How many lines in the records below contain the word "layer"? Answer with the number and nothing else.

START THE DATA

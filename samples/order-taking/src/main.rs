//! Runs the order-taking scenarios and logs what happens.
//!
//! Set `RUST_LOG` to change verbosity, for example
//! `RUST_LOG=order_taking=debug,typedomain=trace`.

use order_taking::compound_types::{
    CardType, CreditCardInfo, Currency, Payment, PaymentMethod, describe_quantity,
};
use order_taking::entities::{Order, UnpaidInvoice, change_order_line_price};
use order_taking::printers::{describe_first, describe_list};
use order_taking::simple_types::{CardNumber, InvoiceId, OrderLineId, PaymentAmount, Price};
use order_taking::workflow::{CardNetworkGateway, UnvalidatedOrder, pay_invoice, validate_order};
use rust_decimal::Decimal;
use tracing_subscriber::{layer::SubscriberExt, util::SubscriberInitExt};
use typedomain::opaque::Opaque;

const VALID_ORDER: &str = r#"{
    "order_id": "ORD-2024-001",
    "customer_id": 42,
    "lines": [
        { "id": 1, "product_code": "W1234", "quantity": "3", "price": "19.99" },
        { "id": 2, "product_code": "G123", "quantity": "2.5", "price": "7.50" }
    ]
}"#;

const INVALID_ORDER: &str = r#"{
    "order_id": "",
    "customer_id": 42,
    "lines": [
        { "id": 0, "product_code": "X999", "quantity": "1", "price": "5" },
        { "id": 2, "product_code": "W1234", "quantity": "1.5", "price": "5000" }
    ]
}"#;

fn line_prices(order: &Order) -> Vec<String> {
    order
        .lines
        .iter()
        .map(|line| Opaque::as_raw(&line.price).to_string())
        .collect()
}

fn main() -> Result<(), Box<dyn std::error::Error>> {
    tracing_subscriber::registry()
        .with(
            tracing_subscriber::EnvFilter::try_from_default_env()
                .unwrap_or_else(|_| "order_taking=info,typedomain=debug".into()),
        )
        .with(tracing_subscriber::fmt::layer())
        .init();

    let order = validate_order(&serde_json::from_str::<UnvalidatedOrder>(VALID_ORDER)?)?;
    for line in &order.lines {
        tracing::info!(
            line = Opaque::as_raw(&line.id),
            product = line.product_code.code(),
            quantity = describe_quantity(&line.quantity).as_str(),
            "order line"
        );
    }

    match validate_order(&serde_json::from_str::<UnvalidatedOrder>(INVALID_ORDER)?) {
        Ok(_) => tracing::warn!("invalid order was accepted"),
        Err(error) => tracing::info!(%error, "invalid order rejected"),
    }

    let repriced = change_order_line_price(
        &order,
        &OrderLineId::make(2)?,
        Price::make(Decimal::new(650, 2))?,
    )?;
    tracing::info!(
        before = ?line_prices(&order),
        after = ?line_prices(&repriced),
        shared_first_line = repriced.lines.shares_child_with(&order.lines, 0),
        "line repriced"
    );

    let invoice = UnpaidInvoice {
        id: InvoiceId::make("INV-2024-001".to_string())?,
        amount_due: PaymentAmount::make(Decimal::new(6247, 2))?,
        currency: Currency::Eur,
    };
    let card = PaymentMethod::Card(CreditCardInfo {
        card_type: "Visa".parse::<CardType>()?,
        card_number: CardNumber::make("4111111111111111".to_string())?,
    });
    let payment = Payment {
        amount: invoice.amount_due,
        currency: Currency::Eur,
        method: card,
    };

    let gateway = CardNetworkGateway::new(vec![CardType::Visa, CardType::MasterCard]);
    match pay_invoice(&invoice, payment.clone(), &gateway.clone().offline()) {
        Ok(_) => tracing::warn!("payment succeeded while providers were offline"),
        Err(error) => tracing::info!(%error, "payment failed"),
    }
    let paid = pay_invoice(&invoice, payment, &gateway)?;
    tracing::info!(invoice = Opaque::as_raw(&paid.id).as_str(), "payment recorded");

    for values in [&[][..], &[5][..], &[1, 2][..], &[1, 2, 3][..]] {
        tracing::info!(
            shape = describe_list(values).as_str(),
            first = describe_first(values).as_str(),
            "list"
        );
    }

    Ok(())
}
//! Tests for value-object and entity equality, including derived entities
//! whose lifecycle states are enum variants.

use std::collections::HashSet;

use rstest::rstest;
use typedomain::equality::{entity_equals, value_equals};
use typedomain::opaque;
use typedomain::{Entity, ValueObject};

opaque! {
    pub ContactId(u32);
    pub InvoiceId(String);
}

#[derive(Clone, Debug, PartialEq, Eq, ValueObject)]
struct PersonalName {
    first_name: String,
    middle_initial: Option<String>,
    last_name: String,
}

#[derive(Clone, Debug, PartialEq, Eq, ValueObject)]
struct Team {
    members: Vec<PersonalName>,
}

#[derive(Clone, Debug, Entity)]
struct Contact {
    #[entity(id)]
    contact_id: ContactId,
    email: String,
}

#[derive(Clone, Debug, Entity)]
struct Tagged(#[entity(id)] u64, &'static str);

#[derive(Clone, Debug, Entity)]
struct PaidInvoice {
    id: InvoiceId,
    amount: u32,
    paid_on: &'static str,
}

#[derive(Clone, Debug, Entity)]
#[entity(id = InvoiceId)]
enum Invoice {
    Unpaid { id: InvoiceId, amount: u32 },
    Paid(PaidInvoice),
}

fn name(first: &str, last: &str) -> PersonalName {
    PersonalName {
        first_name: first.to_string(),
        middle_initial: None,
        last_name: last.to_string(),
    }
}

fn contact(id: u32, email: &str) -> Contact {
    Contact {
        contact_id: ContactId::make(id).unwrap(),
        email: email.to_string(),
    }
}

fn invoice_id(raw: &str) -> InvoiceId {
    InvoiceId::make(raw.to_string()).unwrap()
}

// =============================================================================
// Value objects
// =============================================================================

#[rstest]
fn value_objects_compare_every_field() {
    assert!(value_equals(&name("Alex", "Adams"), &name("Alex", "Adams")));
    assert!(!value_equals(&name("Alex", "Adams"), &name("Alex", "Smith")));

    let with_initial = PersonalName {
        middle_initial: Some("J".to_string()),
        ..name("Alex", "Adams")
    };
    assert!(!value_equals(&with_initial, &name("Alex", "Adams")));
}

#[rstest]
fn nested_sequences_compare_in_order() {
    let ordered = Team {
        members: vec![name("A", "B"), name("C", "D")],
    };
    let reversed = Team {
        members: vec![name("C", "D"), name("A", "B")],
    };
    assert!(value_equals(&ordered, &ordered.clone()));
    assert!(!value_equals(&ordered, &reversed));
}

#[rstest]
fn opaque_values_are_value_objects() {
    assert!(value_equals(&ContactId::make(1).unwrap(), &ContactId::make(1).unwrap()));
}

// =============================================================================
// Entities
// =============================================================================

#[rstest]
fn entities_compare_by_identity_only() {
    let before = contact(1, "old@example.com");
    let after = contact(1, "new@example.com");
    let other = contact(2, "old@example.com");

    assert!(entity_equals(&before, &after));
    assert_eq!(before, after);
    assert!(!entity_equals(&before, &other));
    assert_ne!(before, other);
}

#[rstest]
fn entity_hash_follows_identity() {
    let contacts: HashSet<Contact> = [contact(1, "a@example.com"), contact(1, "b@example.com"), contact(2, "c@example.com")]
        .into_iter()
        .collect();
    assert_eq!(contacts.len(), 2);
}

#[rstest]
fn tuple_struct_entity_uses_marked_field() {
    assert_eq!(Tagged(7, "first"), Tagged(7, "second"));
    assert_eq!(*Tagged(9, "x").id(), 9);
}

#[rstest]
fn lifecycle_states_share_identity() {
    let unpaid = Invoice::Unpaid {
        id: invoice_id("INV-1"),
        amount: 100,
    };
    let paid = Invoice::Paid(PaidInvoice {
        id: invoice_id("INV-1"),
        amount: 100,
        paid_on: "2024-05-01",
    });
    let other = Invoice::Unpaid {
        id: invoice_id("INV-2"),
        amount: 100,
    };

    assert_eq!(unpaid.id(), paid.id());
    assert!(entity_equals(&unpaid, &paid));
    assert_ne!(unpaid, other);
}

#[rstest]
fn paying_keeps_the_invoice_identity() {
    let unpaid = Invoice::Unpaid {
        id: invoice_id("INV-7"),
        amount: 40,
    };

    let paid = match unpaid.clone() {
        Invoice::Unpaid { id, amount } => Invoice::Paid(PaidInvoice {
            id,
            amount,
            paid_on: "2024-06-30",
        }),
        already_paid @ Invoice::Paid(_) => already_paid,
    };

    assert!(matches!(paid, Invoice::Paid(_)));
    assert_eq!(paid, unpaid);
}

END THE DATA

ANSWER TO THIS EXERCISE
2